Mercamadrid está viviendo un cambio notable, y no solo por la constante actividad de camiones que entran y salen desde temprano. Ahora, este espacio ha dado un salto hacia el futuro con la llegada de un minibús que puede moverse sin que un conductor lo controle directamente. Esta escena puede sorprender incluso a quienes conocen bien este mercado que opera día y noche. El Ayuntamiento ha elegido este lugar para comenzar a probar tecnologías que podrían convertirse en algo común en los próximos años.
El experimento se desarrolla en el nuevo Espacio Urbano Inteligente, que convierte a Mercamadrid en un sitio ideal para obtener datos reales sobre cómo funcionan ciertas tecnologías en la gestión urbana. El Ayuntamiento ha puesto en marcha aquí un proyecto piloto dentro del programa europeo Mobilities for EU, que utiliza zonas concretas para evaluar el impacto de estas tecnologías en condiciones reales. En este caso, se retoman datos sobre movilidad, eficiencia y seguridad, con el objetivo de determinar si estas soluciones pueden replicarse y expandirse a otras áreas de la ciudad.
Aunque la nota oficial no menciona quién fabricó el minibús utilizado en el piloto, las imágenes y la información proporcionada por Somauto sugieren que se trata del e-CENTRO, un modelo eléctrico de la empresa turca Otokar. Este minibús está diseñado para entornos urbanos y cuenta con una versión que ofrece conducción autónoma de nivel 4.
El e-CENTRO se desplaza de forma autónoma gracias a un sistema que incluye sensores para captar el entorno, cámaras con visión de 360 grados y un análisis constante del camino. Gracias a estos sistemas, el vehículo puede planificar su ruta y reaccionar ante obstáculos dentro de un espacio controlado y monitorizado. En los videos se puede ver a una persona sentada en el asiento del conductor, aunque no se ha aclarado qué función cumple.
En cuanto a sus características técnicas, el e-CENTRO mide 6,6 metros y funciona con baterías de litio NMC de 110 kWh instaladas bajo el suelo, lo que libera espacio interior para acomodar hasta 32 pasajeros. Su motor DANA-TM4 ofrece una potencia continua de 100 kW, llegando a picos de 200 kW, y un torque de 1.200 Nm, ideal para recorridos urbanos. Otokar indica que puede recargarse completamente en solo 1,5 horas y cuenta con un sistema de frenado regenerativo que recupera hasta un 25% de la energía durante la circulación.

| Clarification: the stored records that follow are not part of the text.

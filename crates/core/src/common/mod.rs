use serde::{Deserialize, Serialize};

/// # Summary
/// 证券代码实体，代表告警文本中被识别出的单个标的引用。
///
/// # Invariants
/// - 创建后不可变，`raw` 保持原文字节不变（仅去除首尾空白）。
/// - 纯 ASCII 数字视为 `Numeric`，其余视为 `Symbolic`。
#[derive(Debug, Clone, PartialEq, Eq, Hash, PartialOrd, Ord, Serialize, Deserialize)]
pub struct InstrumentCode {
    // 原始代码文本 (例如: 000819, 00700, CL1!, BTCUSDT)
    raw: String,
}

impl InstrumentCode {
    /// # Summary
    /// 从原文片段构造证券代码。
    ///
    /// # Arguments
    /// * `raw`: 原文中的代码文本。
    ///
    /// # Returns
    /// 去除首尾空白后的代码实体。
    pub fn new(raw: impl AsRef<str>) -> Self {
        Self {
            raw: raw.as_ref().trim().to_string(),
        }
    }

    /// 原文代码
    pub fn as_str(&self) -> &str {
        &self.raw
    }

    /// # Summary
    /// 判定代码的解析路径类别。
    ///
    /// # Logic
    /// 1. 非空且全部为 ASCII 数字 → `Numeric`，可走交易所行情查询。
    /// 2. 其余 → `Symbolic`，仅查静态映射表。
    pub fn kind(&self) -> CodeKind {
        if !self.raw.is_empty() && self.raw.bytes().all(|b| b.is_ascii_digit()) {
            CodeKind::Numeric
        } else {
            CodeKind::Symbolic
        }
    }
}

impl std::fmt::Display for InstrumentCode {
    fn fmt(&self, f: &mut std::fmt::Formatter<'_>) -> std::fmt::Result {
        f.write_str(&self.raw)
    }
}

/// # Summary
/// 证券代码的解析路径类别。
#[derive(Debug, Clone, Copy, PartialEq, Eq, Hash)]
pub enum CodeKind {
    // 纯数字代码 (A 股 / 港股)
    Numeric,
    // 字母或符号代码 (期货、外汇、加密货币、指数)
    Symbolic,
}

/// # Summary
/// 数字代码归属的交易所。
///
/// # Invariants
/// - 前缀与新浪、腾讯行情接口使用的市场前缀一致。
#[derive(Debug, Clone, Copy, PartialEq, Eq, Hash, Serialize, Deserialize)]
pub enum Exchange {
    // 香港交易所
    Hk,
    // 上海证券交易所
    Sh,
    // 深圳证券交易所
    Sz,
}

impl Exchange {
    /// 行情接口使用的市场前缀
    pub fn prefix(&self) -> &'static str {
        match self {
            Exchange::Hk => "hk",
            Exchange::Sh => "sh",
            Exchange::Sz => "sz",
        }
    }

    /// # Summary
    /// 生成远程行情查询使用的完整代码。
    ///
    /// # Logic
    /// 1. 港股代码左侧补零至 5 位。
    /// 2. 拼接市场前缀，例如 `hk00700`、`sz000819`。
    pub fn quote_symbol(&self, code: &InstrumentCode) -> String {
        match self {
            Exchange::Hk => format!("{}{:0>5}", self.prefix(), code.as_str()),
            _ => format!("{}{}", self.prefix(), code.as_str()),
        }
    }
}

impl std::fmt::Display for Exchange {
    fn fmt(&self, f: &mut std::fmt::Formatter<'_>) -> std::fmt::Result {
        f.write_str(self.prefix())
    }
}
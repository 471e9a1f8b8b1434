use thiserror::Error;

/// # Summary
/// 缓存域错误枚举，覆盖名称缓存的编解码与底层存储故障。
///
/// # Invariants
/// - 名称解析链路只记录该错误并视作未命中，不向调用方传播。
#[derive(Error, Debug)]
pub enum CacheError {
    // 写入前序列化失败
    #[error("Serialize error: {0}")]
    Serialize(String),
    // 读取后反序列化失败 (通常意味着同一键被写入了不同类型)
    #[error("Deserialize error: {0}")]
    Deserialize(String),
    // 底层存储引擎故障
    #[error("Storage error: {0}")]
    Storage(String),
}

Este proyecto forma parte de un concepto donde la infraestructura física se combina con sensores, actuadores y sistemas de telecomunicaciones integrados en el Sistema Operativo de la Ciudad. Así, se puede monitorear en tiempo real lo que sucede en el entorno y generar datos que ayuden a optimizar la gestión urbana con mayor precisión. Además, se ha creado un Centro de Interpretación de la Ciudad Inteligente para mostrar a los ciudadanos cómo funcionan estas tecnologías.
El piloto forma parte del consorcio Mobilities for EU, liderado por Madrid y Dresde (Alemania), que cuentan con 29 socios de nueve países. Este grupo extiende sus pruebas a otras ciudades como Espoo, Gdansk, Ioánina, Sarajevo y Trencin. Entre los participantes están operadores de transporte, empresas tecnológicas y universidades, con nombres como Alsa, PreZero, MásOrange, Ferrovial, SAP, Volkswagen, T-Systems y las universidades politécnicas de Madrid y Dresde, todas colaborando en distintos aspectos del proyecto.
El Ayuntamiento integra este piloto dentro de su Estrategia de Transformación Digital, un plan que destina más de 60 millones de euros a diferentes iniciativas durante los próximos cinco años. Entre ellas se encuentra el contrato para desarrollar espacios urbanos inteligentes, que cuenta con un presupuesto de 7,5 millones y un plazo de ejecución de 48 meses, actualmente en fase de licitación.